O Mar Morto povoou meu imaginário de criança desde os filmes bíblicos que via na televisão, nas tardes mornas de Semana Santa. Eram histórias impressionantes, cheias de malícia – talvez até impróprias para menores, se inseridas em contexto mais mundano – como as de Sodoma e Gomorra, cidades que teriam existido naquela região e desapareceram, punidas com a ira divina pela corrupção moral e perversão sexual de seus habitantes.

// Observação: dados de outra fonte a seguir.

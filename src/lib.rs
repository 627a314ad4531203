//! # galaxy-post
//!
//! Posts one galaxy per run to Bluesky: a random row from a catalog, its
//! image, and a caption describing what the object is and where it sits.
//!
//! # Architecture: One-Way Pipeline
//!
//! ```text
//! catalog.csv ──▶ GalaxyRecord ──▶ Caption ──▶ image bytes ──▶ PublishOutcome
//!   (catalog)       (record)       (caption)     (fetch)         (publish)
//! ```
//!
//! Each arrow is a separate module with a narrow contract. The interesting
//! logic lives in two of them:
//!
//! - **Caption synthesis** turns raw numeric and categorical catalog fields into
//!   grammatical text. It is a pure function of the record and an injected RNG.
//! - **Publishing** wraps the network call in a bounded retry loop that tells
//!   transport failures (retry) apart from endpoint rejections (don't).
//!
//! # Module Map
//!
//! | Module | Role |
//! |--------|------|
//! | [`record`] | Canonical `GalaxyRecord`, `Redshift`, `Instrument` |
//! | [`catalog`] | CSV loading, column alias normalization, uniform sampling |
//! | [`caption`] | Caption and alt-text rules |
//! | [`fetch`] | Image download and format sniffing |
//! | [`endpoint`] | `PostingEndpoint` trait and the Bluesky XRPC client |
//! | [`publish`] | Retry state machine, backoff, cancellation |
//! | [`pipeline`] | Orchestration of one run, plus whole-catalog checks |
//! | [`config`] | `galaxy-post.toml` layering and environment credentials |
//! | [`output`] | Terminal output formatting |
//!
//! # Design Decisions
//!
//! ## Fail Before Posting
//!
//! The caption is rendered before any network traffic. A record with an empty
//! classification or a project that maps to no known telescope aborts the run
//! without uploading anything. Retrying the same bad record could never help.
//!
//! ## Classified Retries
//!
//! Only transport-level failures (connection errors, timeouts, 5xx, 429) are
//! retried, and always with the identical request. A response the endpoint
//! processed and refused is returned immediately with its error detail.
//!
//! ## Deterministic Captions
//!
//! The one-in-twenty decorative line is drawn from the `Rng` handed in by the
//! caller. The CLI seeds it from `--seed` when given, so a caption can be
//! reproduced exactly.

pub mod caption;
pub mod catalog;
pub mod config;
pub mod endpoint;
pub mod fetch;
pub mod output;
pub mod pipeline;
pub mod publish;
pub mod record;

#[cfg(test)]
pub(crate) mod test_helpers;
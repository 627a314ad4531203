//! CLI output formatting.
//!
//! Each command has a `format_*` function returning lines (pure, testable)
//! and a `print_*` wrapper that writes them to stdout. Diagnostics go through
//! `tracing` on stderr; only results land here.
//!
//! ## Post
//!
//! ```text
//! Galaxy
//!     elliptical galaxy (CANDELS)
//!     Image: https://example.org/a.jpg (48213 bytes)
//! Caption
//!     An elliptical galaxy, observed with ...
//! Alt text
//!     A elliptical galaxy from the CANDELS project.
//! Posted after 1 attempt: {"cid":"...","uri":"at://..."}
//! ```
//!
//! ## Check
//!
//! ```text
//! row 002: caption error: no known instrument for project 'Radio Galaxy Zoo'
//! Checked 3 rows: 2 ok, 1 malformed
//! ```

use crate::caption::Caption;
use crate::pipeline::{CheckSummary, Draft, RunReport};
use crate::publish::PublishOutcome;
use crate::record::GalaxyRecord;

/// Return indentation string: 4 spaces per depth level.
fn indent(depth: usize) -> String {
    "    ".repeat(depth)
}

fn plural(n: u32, word: &str) -> String {
    if n == 1 {
        format!("{n} {word}")
    } else {
        format!("{n} {word}s")
    }
}

fn record_lines(record: &GalaxyRecord) -> Vec<String> {
    vec![
        "Galaxy".to_string(),
        format!(
            "{}{} ({})",
            indent(1),
            record.classification,
            record.project_name
        ),
    ]
}

fn caption_lines(caption: &Caption) -> Vec<String> {
    let mut lines = vec!["Caption".to_string()];
    for line in caption.text.lines() {
        if line.is_empty() {
            lines.push(String::new());
        } else {
            lines.push(format!("{}{}", indent(1), line));
        }
    }
    lines.push("Alt text".to_string());
    lines.push(format!("{}{}", indent(1), caption.alt_text));
    lines
}

/// One-line verdict for a publish outcome.
pub fn format_outcome(outcome: &PublishOutcome) -> String {
    match outcome {
        PublishOutcome::Succeeded { payload, attempts } => {
            format!("Posted after {}: {}", plural(*attempts, "attempt"), payload)
        }
        PublishOutcome::Rejected { errors, attempts } => format!(
            "Failed: rejected by endpoint after {}: {}",
            plural(*attempts, "attempt"),
            errors.join("; ")
        ),
        PublishOutcome::Exhausted { reason, attempts } => format!(
            "Failed after {}: {}",
            plural(*attempts, "attempt"),
            reason
        ),
        PublishOutcome::Cancelled { reason, attempts } => format!(
            "Cancelled after {}: {}",
            plural(*attempts, "attempt"),
            reason
        ),
    }
}

/// Lines for a finished `post` run.
pub fn format_run_report(report: &RunReport) -> Vec<String> {
    let mut lines = record_lines(&report.record);
    lines.push(format!(
        "{}Image: {} ({} bytes)",
        indent(1),
        report.record.image_url,
        report.image_bytes
    ));
    lines.extend(caption_lines(&report.caption));
    lines.push(format_outcome(&report.outcome));
    lines
}

/// Lines for `preview`.
pub fn format_draft(draft: &Draft) -> Vec<String> {
    let mut lines = record_lines(&draft.record);
    lines.push(format!("{}Image: {}", indent(1), draft.record.image_url));
    lines.extend(caption_lines(&draft.caption));
    lines
}

/// Lines for `check`: one per bad row, then a summary.
pub fn format_check_summary(summary: &CheckSummary) -> Vec<String> {
    let mut lines: Vec<String> = summary
        .failures
        .iter()
        .map(|(row, problem)| format!("row {row:0>3}: {problem}"))
        .collect();
    let bad = summary.failures.len();
    lines.push(format!(
        "Checked {} rows: {} ok, {} malformed",
        summary.rows,
        summary.rows.saturating_sub(bad),
        bad
    ));
    lines
}

pub fn print_run_report(report: &RunReport) {
    for line in format_run_report(report) {
        println!("{}", line);
    }
}

pub fn print_draft(draft: &Draft) {
    for line in format_draft(draft) {
        println!("{}", line);
    }
}

pub fn print_check_summary(summary: &CheckSummary) {
    for line in format_check_summary(summary) {
        println!("{}", line);
    }
}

Assim, quando me convidaram para o Festival de Cinema Brasileiro em Israel, vibrei, acima de tudo, com a possibilidade de conhecer o mar da antiga Galiléia. Depois, fui correndo acessar o Google Earth para ver a exata localização do acidente geográfico na crosta do globo terrestre. E lá estava ele, um grande e misterioso retângulo negro encravado na divisa entre Israel e Jordânia. Cliquei na descrição técnica e li que o Mar Morto é na verdade um lago de 80 quilômetros de comprimento por 18 de largura, e fica a 280 metros abaixo do nível do Mediterrâneo. É extremamente salgado ao ponto de matar instantaneamente peixes e outras formas de vida que chegam a ele pelo rio Jordão; daí o nome sinistro e o motivo de ninguém afundar nas águas que cobrem o ponto mais baixo do planeta Terra.

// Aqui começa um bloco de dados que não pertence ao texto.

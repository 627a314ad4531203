//! Catalog loading and normalization into [`GalaxyRecord`]s.
//!
//! The catalog is a CSV file with a header row. Its schema has drifted over
//! time, so columns are matched by alias rather than by exact name:
//!
//! | Field | Accepted headers (case-insensitive) |
//! |---|---|
//! | redshift | `redshift`, `z` |
//! | right ascension | `ra`, `right_ascension` |
//! | declination | `dec`, `declination` |
//! | classification | `classification`, `clsf`, `class` |
//! | survey | `survey`, `survey_name` |
//! | project | `project`, `project_name`, `projects` |
//! | lookback time | `lookback_time`, `lookback`, `lookback_gyr` |
//! | image URL | `image_url`, `url` |
//!
//! The oldest layout has only `url` plus a free-text `some_meta_data` (or
//! `meta_data`) column holding a JSON object keyed by the same aliases. When a
//! row has both, typed columns win over the JSON blob.
//!
//! ## Redshift
//!
//! A CSV cell that parses as a finite number becomes
//! [`Redshift::Numeric`]; anything else is kept verbatim as
//! [`Redshift::Formatted`]. Inside the JSON blob the JSON type decides.
//! Text that parses as a non-finite float (`nan`, `inf`) is an invalid field
//! either way.

use crate::record::{GalaxyRecord, Redshift};
use rand::Rng;
use serde_json::Value;
use std::collections::HashMap;
use std::fs::File;
use std::io::Read;
use std::path::Path;
use thiserror::Error;
use tracing::{debug, info};

#[derive(Error, Debug)]
pub enum CatalogError {
    #[error("IO error: {0}")]
    Io(#[from] std::io::Error),
    #[error("CSV error: {0}")]
    Csv(#[from] csv::Error),
    #[error("catalog has no column for {0} and no metadata column")]
    MissingColumn(&'static str),
    #[error("catalog has no rows")]
    Empty,
    #[error("row {row}: missing {field}")]
    MissingField { row: usize, field: &'static str },
    #[error("row {row}: {field} has invalid value '{value}'")]
    InvalidField {
        row: usize,
        field: &'static str,
        value: String,
    },
    #[error("row {row}: unreadable metadata: {reason}")]
    MetaData { row: usize, reason: String },
}

/// Anything that can hand the pipeline one record per run.
pub trait RecordSource {
    fn next_record<R: Rng>(&self, rng: &mut R) -> Result<GalaxyRecord, CatalogError>;
}

#[derive(Debug, Clone, Copy, PartialEq, Eq, Hash)]
enum Field {
    Redshift,
    RightAscension,
    Declination,
    Classification,
    Survey,
    Project,
    Lookback,
    ImageUrl,
}

impl Field {
    const ALL: [Field; 8] = [
        Field::Redshift,
        Field::RightAscension,
        Field::Declination,
        Field::Classification,
        Field::Survey,
        Field::Project,
        Field::Lookback,
        Field::ImageUrl,
    ];

    fn name(self) -> &'static str {
        match self {
            Field::Redshift => "redshift",
            Field::RightAscension => "right_ascension",
            Field::Declination => "declination",
            Field::Classification => "classification",
            Field::Survey => "survey_name",
            Field::Project => "project_name",
            Field::Lookback => "lookback_time",
            Field::ImageUrl => "image_url",
        }
    }

    fn aliases(self) -> &'static [&'static str] {
        match self {
            Field::Redshift => &["redshift", "z"],
            Field::RightAscension => &["ra", "right_ascension"],
            Field::Declination => &["dec", "declination"],
            Field::Classification => &["classification", "clsf", "class"],
            Field::Survey => &["survey", "survey_name"],
            Field::Project => &["project", "project_name", "projects"],
            Field::Lookback => &["lookback_time", "lookback", "lookback_gyr"],
            Field::ImageUrl => &["image_url", "url"],
        }
    }

    fn from_column(header: &str) -> Option<Field> {
        let header = header.trim().to_ascii_lowercase();
        Field::ALL
            .into_iter()
            .find(|field| field.aliases().contains(&header.as_str()))
    }
}

const META_COLUMNS: &[&str] = &["some_meta_data", "meta_data"];

/// A value before it is interpreted for a specific field.
#[derive(Debug, Clone)]
enum RawValue {
    /// CSV cell: untyped text.
    Cell(String),
    /// JSON string: explicitly text.
    Text(String),
    /// JSON number.
    Number(f64),
}

/// An in-memory catalog with its column mapping resolved.
#[derive(Debug)]
pub struct Catalog {
    columns: HashMap<Field, usize>,
    meta_column: Option<usize>,
    rows: Vec<csv::StringRecord>,
}

impl Catalog {
    pub fn load(path: &Path) -> Result<Self, CatalogError> {
        let catalog = Self::from_reader(File::open(path)?)?;
        debug!(path = %path.display(), rows = catalog.len(), "loaded catalog");
        Ok(catalog)
    }

    pub fn from_reader<R: Read>(reader: R) -> Result<Self, CatalogError> {
        // Ragged rows load; their missing cells surface as per-row errors.
        let mut reader = csv::ReaderBuilder::new()
            .trim(csv::Trim::All)
            .flexible(true)
            .from_reader(reader);
        let headers = reader.headers()?.clone();

        let mut columns = HashMap::new();
        let mut meta_column = None;
        for (index, header) in headers.iter().enumerate() {
            if let Some(field) = Field::from_column(header) {
                // First matching column wins when aliases collide.
                columns.entry(field).or_insert(index);
            } else if META_COLUMNS.contains(&header.trim().to_ascii_lowercase().as_str()) {
                meta_column.get_or_insert(index);
            }
        }

        if meta_column.is_none() {
            if let Some(missing) = Field::ALL.into_iter().find(|f| !columns.contains_key(f)) {
                return Err(CatalogError::MissingColumn(missing.name()));
            }
        }

        let rows = reader.records().collect::<Result<Vec<_>, _>>()?;
        Ok(Self {
            columns,
            meta_column,
            rows,
        })
    }

    pub fn len(&self) -> usize {
        self.rows.len()
    }

    pub fn is_empty(&self) -> bool {
        self.rows.is_empty()
    }

    /// Normalize the row at `index` (0-based). Errors report 1-based rows.
    pub fn record(&self, index: usize) -> Result<GalaxyRecord, CatalogError> {
        let row_number = index + 1;
        let row = self.rows.get(index).ok_or(CatalogError::Empty)?;
        let values = self.raw_values(row, row_number)?;
        build_record(&values, row_number)
    }

    /// Every row with its 1-based row number.
    pub fn records(
        &self,
    ) -> impl Iterator<Item = (usize, Result<GalaxyRecord, CatalogError>)> + '_ {
        (0..self.rows.len()).map(|index| (index + 1, self.record(index)))
    }

    /// Pick one row uniformly at random.
    pub fn sample<R: Rng>(&self, rng: &mut R) -> Result<GalaxyRecord, CatalogError> {
        if self.rows.is_empty() {
            return Err(CatalogError::Empty);
        }
        let index = rng.random_range(0..self.rows.len());
        info!(row = index + 1, of = self.rows.len(), "selected catalog row");
        self.record(index)
    }

    fn raw_values(
        &self,
        row: &csv::StringRecord,
        row_number: usize,
    ) -> Result<HashMap<Field, RawValue>, CatalogError> {
        let mut values = HashMap::new();

        if let Some(blob) = self.meta_column.and_then(|col| row.get(col)) {
            if !blob.is_empty() {
                values.extend(parse_meta_data(blob, row_number)?);
            }
        }

        for (field, col) in &self.columns {
            if let Some(cell) = row.get(*col).filter(|c| !c.is_empty()) {
                values.insert(*field, RawValue::Cell(cell.to_string()));
            }
        }

        Ok(values)
    }
}

impl RecordSource for Catalog {
    fn next_record<R: Rng>(&self, rng: &mut R) -> Result<GalaxyRecord, CatalogError> {
        self.sample(rng)
    }
}

fn parse_meta_data(blob: &str, row: usize) -> Result<Vec<(Field, RawValue)>, CatalogError> {
    let object: serde_json::Map<String, Value> =
        serde_json::from_str(blob).map_err(|err| CatalogError::MetaData {
            row,
            reason: err.to_string(),
        })?;

    let mut values = Vec::new();
    for (key, value) in object {
        let Some(field) = Field::from_column(&key) else {
            continue;
        };
        let raw = match value {
            Value::Null => continue,
            Value::String(s) => RawValue::Text(s.trim().to_string()),
            Value::Number(n) => match n.as_f64() {
                Some(f) => RawValue::Number(f),
                None => {
                    return Err(CatalogError::MetaData {
                        row,
                        reason: format!("{key} is out of range"),
                    });
                }
            },
            other => {
                return Err(CatalogError::MetaData {
                    row,
                    reason: format!("{key} has unsupported value {other}"),
                });
            }
        };
        values.push((field, raw));
    }
    Ok(values)
}

// =============================================================================
// Field interpretation
// =============================================================================

fn lookup<'a>(
    values: &'a HashMap<Field, RawValue>,
    field: Field,
    row: usize,
) -> Result<&'a RawValue, CatalogError> {
    values.get(&field).ok_or(CatalogError::MissingField {
        row,
        field: field.name(),
    })
}

fn text(
    values: &HashMap<Field, RawValue>,
    field: Field,
    row: usize,
) -> Result<String, CatalogError> {
    match lookup(values, field, row)? {
        RawValue::Cell(s) | RawValue::Text(s) => Ok(s.clone()),
        RawValue::Number(n) => Err(CatalogError::InvalidField {
            row,
            field: field.name(),
            value: n.to_string(),
        }),
    }
}

fn number(
    values: &HashMap<Field, RawValue>,
    field: Field,
    row: usize,
) -> Result<f64, CatalogError> {
    match lookup(values, field, row)? {
        RawValue::Number(n) => Ok(*n),
        RawValue::Cell(s) | RawValue::Text(s) => {
            s.parse::<f64>().map_err(|_| CatalogError::InvalidField {
                row,
                field: field.name(),
                value: s.clone(),
            })
        }
    }
}

fn redshift(values: &HashMap<Field, RawValue>, row: usize) -> Result<Redshift, CatalogError> {
    let raw = lookup(values, Field::Redshift, row)?;
    if let RawValue::Cell(s) | RawValue::Text(s) = raw {
        // "nan", "inf" and friends parse as floats but are not redshifts.
        if s.parse::<f64>().is_ok_and(|z| !z.is_finite()) {
            return Err(CatalogError::InvalidField {
                row,
                field: Field::Redshift.name(),
                value: s.clone(),
            });
        }
    }
    Ok(match raw {
        RawValue::Number(n) => Redshift::Numeric(*n),
        RawValue::Text(s) => Redshift::Formatted(s.clone()),
        RawValue::Cell(s) => match s.parse::<f64>() {
            Ok(z) => Redshift::Numeric(z),
            Err(_) => Redshift::Formatted(s.clone()),
        },
    })
}

fn build_record(
    values: &HashMap<Field, RawValue>,
    row: usize,
) -> Result<GalaxyRecord, CatalogError> {
    Ok(GalaxyRecord {
        redshift: redshift(values, row)?,
        right_ascension: number(values, Field::RightAscension, row)?,
        declination: number(values, Field::Declination, row)?,
        classification: text(values, Field::Classification, row)?,
        survey_name: text(values, Field::Survey, row)?,
        project_name: text(values, Field::Project, row)?,
        lookback_time: number(values, Field::Lookback, row)?,
        image_url: text(values, Field::ImageUrl, row)?,
    })
}
//! One run: pick a record, caption it, fetch its image, publish.
//!
//! ```text
//! RecordSource ──▶ caption::format_caption ──▶ ImageSource ──▶ Publisher
//!   (catalog)        (pure, fails fast)         (download)     (retries)
//! ```
//!
//! The caption is rendered before any network traffic, so a bad record never
//! produces a partial post. Catalog, caption and download errors abort the run
//! as [`RunError`]; everything after that point is reported through the
//! [`PublishOutcome`] inside the [`RunReport`].

use crate::caption::{self, Caption, CaptionError, CaptionOptions};
use crate::catalog::{Catalog, CatalogError, RecordSource};
use crate::config::BotConfig;
use crate::endpoint::PostingEndpoint;
use crate::fetch::{FetchError, ImageSource};
use crate::publish::{CancelToken, PublishOutcome, Publisher, Sleeper};
use crate::record::GalaxyRecord;
use rand::Rng;
use serde::Serialize;
use thiserror::Error;
use tracing::info;

#[derive(Error, Debug)]
pub enum RunError {
    #[error("catalog error: {0}")]
    Catalog(#[from] CatalogError),
    #[error("caption error: {0}")]
    Caption(#[from] CaptionError),
    #[error("image download failed: {0}")]
    Fetch(#[from] FetchError),
}

/// Everything a run needs besides its collaborators.
#[derive(Debug, Clone)]
pub struct RunSettings {
    pub caption: CaptionOptions,
    pub publisher: Publisher,
}

impl RunSettings {
    pub fn from_config(config: &BotConfig) -> Self {
        Self {
            caption: CaptionOptions::from_config(config),
            publisher: Publisher::from_config(&config.publish),
        }
    }
}

/// A record and the caption rendered for it, before anything is sent.
#[derive(Debug, Clone, Serialize)]
pub struct Draft {
    pub record: GalaxyRecord,
    pub caption: Caption,
}

#[derive(Debug, Clone, Serialize)]
pub struct RunReport {
    pub record: GalaxyRecord,
    pub caption: Caption,
    pub image_bytes: usize,
    pub outcome: PublishOutcome,
}

impl RunReport {
    pub fn is_success(&self) -> bool {
        self.outcome.is_success()
    }
}

/// Select a record and render its caption. No I/O beyond the record source.
pub fn draft<S, R>(source: &S, options: &CaptionOptions, rng: &mut R) -> Result<Draft, RunError>
where
    S: RecordSource,
    R: Rng,
{
    let record = source.next_record(rng)?;
    let caption = caption::format_caption(&record, options, rng)?;
    info!(
        classification = %record.classification,
        project = %record.project_name,
        decorated = caption.decorated,
        "caption rendered"
    );
    Ok(Draft { record, caption })
}

/// Result of validating every catalog row.
#[derive(Debug, Clone, Default, Serialize)]
pub struct CheckSummary {
    pub rows: usize,
    /// 1-based row number and what is wrong with it.
    pub failures: Vec<(usize, String)>,
}

impl CheckSummary {
    pub fn is_clean(&self) -> bool {
        self.failures.is_empty()
    }
}

/// Normalize and caption every row, collecting the ones that would abort a run.
pub fn check_catalog(catalog: &Catalog, options: &CaptionOptions) -> CheckSummary {
    let mut summary = CheckSummary {
        rows: catalog.len(),
        failures: Vec::new(),
    };
    for (row, result) in catalog.records() {
        let problem = match result {
            Ok(record) => caption::compose(&record, options, false)
                .err()
                .map(|err| err.to_string()),
            Err(err) => Some(err.to_string()),
        };
        if let Some(problem) = problem {
            summary.failures.push((row, problem));
        }
    }
    summary
}

/// The collaborators a run talks to.
pub struct Pipeline<'a, S, I, E: ?Sized> {
    pub source: &'a S,
    pub images: &'a I,
    pub endpoint: &'a E,
    pub settings: &'a RunSettings,
}

impl<S, I, E> Pipeline<'_, S, I, E>
where
    S: RecordSource,
    I: ImageSource,
    E: PostingEndpoint + ?Sized,
{
    pub fn run<R, Z>(
        &self,
        rng: &mut R,
        sleeper: &Z,
        cancel: &CancelToken,
    ) -> Result<RunReport, RunError>
    where
        R: Rng,
        Z: Sleeper + ?Sized,
    {
        let Draft { record, caption } = draft(self.source, &self.settings.caption, rng)?;
        let image = self.images.fetch(&record.image_url)?;

        let outcome = self.settings.publisher.publish(
            self.endpoint,
            &image,
            &caption.text,
            &caption.alt_text,
            sleeper,
            cancel,
        );

        Ok(RunReport {
            record,
            caption,
            image_bytes: image.bytes.len(),
            outcome,
        })
    }
}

Mas, ao contrário do que possa parecer, a crueza das informações prévias não diminuiu o impacto de estar lá, em carne e osso, alguns dias depois. Ao vivo, a visão do Mar Morto correspondeu inteiramente às minhas expectativas infantis, ao revelar-se uma das paisagens mais bonitas que já vi; cercada de penhascos escarpados, mesclados em tons derivados do branquíssimo calcário ao vermelho do arenito, surge a imensa superfície lisa, rivalizando em azul com um céu pleno de luz e vazio de nuvens.

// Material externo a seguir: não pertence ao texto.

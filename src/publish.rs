//! Publishing with bounded retry.
//!
//! ```text
//!             submit ok, no errors
//! Attempting(n) ─────────────────────▶ Succeeded
//!     │  submit ok, errors reported
//!     ├──────────────────────────────▶ Rejected      (no retry: the request was processed)
//!     │  transport error, n < max
//!     ├── sleep(backoff) ──▶ Attempting(n + 1)
//!     │  transport error, n == max
//!     ├──────────────────────────────▶ Exhausted
//!     │  token cancelled / deadline passed
//!     └──────────────────────────────▶ Cancelled     (checked before each call and each sleep)
//! ```
//!
//! Every path ends in a [`PublishOutcome`]; transport errors never escape.
//! The identical request is retried each time.

use crate::config::{BackoffStrategy, PublishConfig};
use crate::endpoint::PostingEndpoint;
use crate::fetch::FetchedImage;
use serde::Serialize;
use serde_json::Value;
use std::sync::Arc;
use std::sync::atomic::{AtomicBool, Ordering};
use std::time::{Duration, Instant};
use tracing::{info, warn};

/// Terminal result of a publish.
#[derive(Debug, Clone, PartialEq, Serialize)]
#[serde(tag = "status", rename_all = "snake_case")]
pub enum PublishOutcome {
    /// Endpoint accepted the post; carries its response payload.
    Succeeded { payload: Value, attempts: u32 },
    /// Endpoint processed the request and refused it.
    Rejected { errors: Vec<String>, attempts: u32 },
    /// Every attempt failed in transit.
    Exhausted { reason: String, attempts: u32 },
    /// Stopped between attempts by the cancel token.
    Cancelled { reason: String, attempts: u32 },
}

impl PublishOutcome {
    pub fn attempts(&self) -> u32 {
        match self {
            Self::Succeeded { attempts, .. }
            | Self::Rejected { attempts, .. }
            | Self::Exhausted { attempts, .. }
            | Self::Cancelled { attempts, .. } => *attempts,
        }
    }

    pub fn is_success(&self) -> bool {
        matches!(self, Self::Succeeded { .. })
    }
}

// =============================================================================
// Backoff, sleeping, cancellation
// =============================================================================

/// Delay between failed attempts.
#[derive(Debug, Clone, Copy, PartialEq, Eq)]
pub enum Backoff {
    Constant(Duration),
    /// `base * 2^(n-1)` after the n-th failure, capped at `max`.
    Exponential { base: Duration, max: Duration },
}

impl Backoff {
    pub fn from_config(config: &PublishConfig) -> Self {
        let interval = Duration::from_secs(config.backoff.interval_secs);
        match config.backoff.strategy {
            BackoffStrategy::Constant => Self::Constant(interval),
            BackoffStrategy::Exponential => Self::Exponential {
                base: interval,
                max: Duration::from_secs(config.backoff.max_interval_secs),
            },
        }
    }

    /// Delay after the `attempt`-th (1-based) failure.
    pub fn delay(&self, attempt: u32) -> Duration {
        match *self {
            Self::Constant(interval) => interval,
            Self::Exponential { base, max } => {
                let factor = 2u32.saturating_pow(attempt.saturating_sub(1));
                base.saturating_mul(factor).min(max)
            }
        }
    }
}

/// Blocks the caller between attempts.
pub trait Sleeper {
    fn sleep(&self, duration: Duration);
}

/// Real sleeping on the current thread.
pub struct ThreadSleeper;

impl Sleeper for ThreadSleeper {
    fn sleep(&self, duration: Duration) {
        std::thread::sleep(duration);
    }
}

/// Shared stop signal, optionally with a wall-clock deadline.
#[derive(Debug, Clone, Default)]
pub struct CancelToken {
    cancelled: Arc<AtomicBool>,
    deadline: Option<Instant>,
}

impl CancelToken {
    pub fn new() -> Self {
        Self::default()
    }

    pub fn with_deadline(mut self, deadline: Instant) -> Self {
        self.deadline = Some(deadline);
        self
    }

    pub fn cancel(&self) {
        self.cancelled.store(true, Ordering::SeqCst);
    }

    /// Why the token is tripped, if it is.
    pub fn tripped(&self) -> Option<&'static str> {
        if self.cancelled.load(Ordering::SeqCst) {
            Some("cancelled")
        } else if self.deadline.is_some_and(|d| Instant::now() >= d) {
            Some("deadline elapsed")
        } else {
            None
        }
    }
}

// =============================================================================
// Publisher
// =============================================================================

#[derive(Debug, Clone)]
pub struct Publisher {
    max_attempts: u32,
    backoff: Backoff,
}

impl Publisher {
    pub fn new(max_attempts: u32, backoff: Backoff) -> Self {
        Self {
            max_attempts: max_attempts.max(1),
            backoff,
        }
    }

    pub fn from_config(config: &PublishConfig) -> Self {
        Self::new(config.max_attempts, Backoff::from_config(config))
    }

    pub fn max_attempts(&self) -> u32 {
        self.max_attempts
    }

    /// Submit `image` with `caption` and `alt_text`, retrying transport
    /// failures until success, rejection, exhaustion or cancellation.
    pub fn publish<E, S>(
        &self,
        endpoint: &E,
        image: &FetchedImage,
        caption: &str,
        alt_text: &str,
        sleeper: &S,
        cancel: &CancelToken,
    ) -> PublishOutcome
    where
        E: PostingEndpoint + ?Sized,
        S: Sleeper + ?Sized,
    {
        let mut last_error = String::new();

        for attempt in 1..=self.max_attempts {
            if let Some(reason) = cancel.tripped() {
                warn!(reason, attempts = attempt - 1, "publish cancelled");
                return PublishOutcome::Cancelled {
                    reason: reason.to_string(),
                    attempts: attempt - 1,
                };
            }

            info!(attempt, max_attempts = self.max_attempts, "publishing post");
            match endpoint.submit(image, caption, alt_text) {
                Ok(response) if response.is_accepted() => {
                    info!(attempt, "post accepted");
                    return PublishOutcome::Succeeded {
                        payload: response.payload,
                        attempts: attempt,
                    };
                }
                Ok(response) => {
                    warn!(attempt, errors = ?response.errors, "post rejected by endpoint");
                    return PublishOutcome::Rejected {
                        errors: response.errors,
                        attempts: attempt,
                    };
                }
                Err(err) => {
                    warn!(attempt, error = %err, "publish attempt failed");
                    last_error = err.to_string();
                }
            }

            if attempt < self.max_attempts {
                if let Some(reason) = cancel.tripped() {
                    warn!(reason, attempts = attempt, "publish cancelled");
                    return PublishOutcome::Cancelled {
                        reason: reason.to_string(),
                        attempts: attempt,
                    };
                }
                let delay = self.backoff.delay(attempt);
                info!(delay_secs = delay.as_secs_f64(), "backing off");
                sleeper.sleep(delay);
            }
        }

        warn!(attempts = self.max_attempts, reason = %last_error, "publish retries exhausted");
        PublishOutcome::Exhausted {
            reason: last_error,
            attempts: self.max_attempts,
        }
    }
}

E para melhorar o que já estava bom, ali perto fica o Parque Nacional Qumran, uma antiga colônia essênia, onde foram encontrados, entre 1947 e 1956, os manuscritos do Mar Morto. Passeando pelas escavações arqueológicas, penetrando grutas e cavernas, onde pastores beduínos acharam os primeiros pergaminhos escondidos em jarras de barro por quase dois mil anos, minha fantasia de criança foi superada e, como não há interferência de civilização ao redor das escavações, acabei por fazer, em pleno deserto da Judéia, uma fantástica viagem no tempo, imaginando no cenário épico ações em Cinemascope.

Delírios turísticos à parte, o passeio acabou por despertar minha curiosidade sobre a descoberta fantástica, no Mar Morto, de cerca de 850 documentos, inclusive textos do Antigo Testamento. Pesquisando, aprendi que eles têm valor inestimável para os israelenses. Escritos em hebraico, entre o século II a.C. e o primeiro século da era cristã, os pergaminhos são praticamente os únicos documentos bíblicos judaicos existentes daquela época. E, além de explicar o contexto político e religioso do início do cristianismo, revelam a validade do esforço de um grupo de judeus para resgatar a língua de seus antepassados.

O “Great Isaiah Scroll”, o mais bem preservado e completo manuscrito bíblico do Mar Morto, está em exibição especial, neste verão, no Museu de Israel, pela primeira vez em 40 anos. “Nação não deve levantar a espada contra nação, e ninguém mais deve aprender a guerrear”, diz uma passagem do texto de 2.100 anos, que pode ser lido por gente comum que visita o “Santuário do Livro”, salão do museu onde os documentos estão expostos.

Dois séculos depois dessa mensagem de paz ser escrita, a história judaica se dispersou, os judeus foram para o exílio, e o hebraico deixou de ser falado nos mil e setecentos anos seguintes. Seu renascimento representa um dos maiores feitos do sionismo e foi capitaneado por Eliezer Bem-Yehuda, um lituano que emigrou para a Palestina em 1881. As escrituras clássicas continham palavras para conceitos como justiça, perdão, amor e ódio, mas foi Bem-Yehuda que começou a atualizar o hebraico, inventando palavras novas - como meias e escritório, por exemplo – colhidas de raízes bíblicas e padrão arcaico.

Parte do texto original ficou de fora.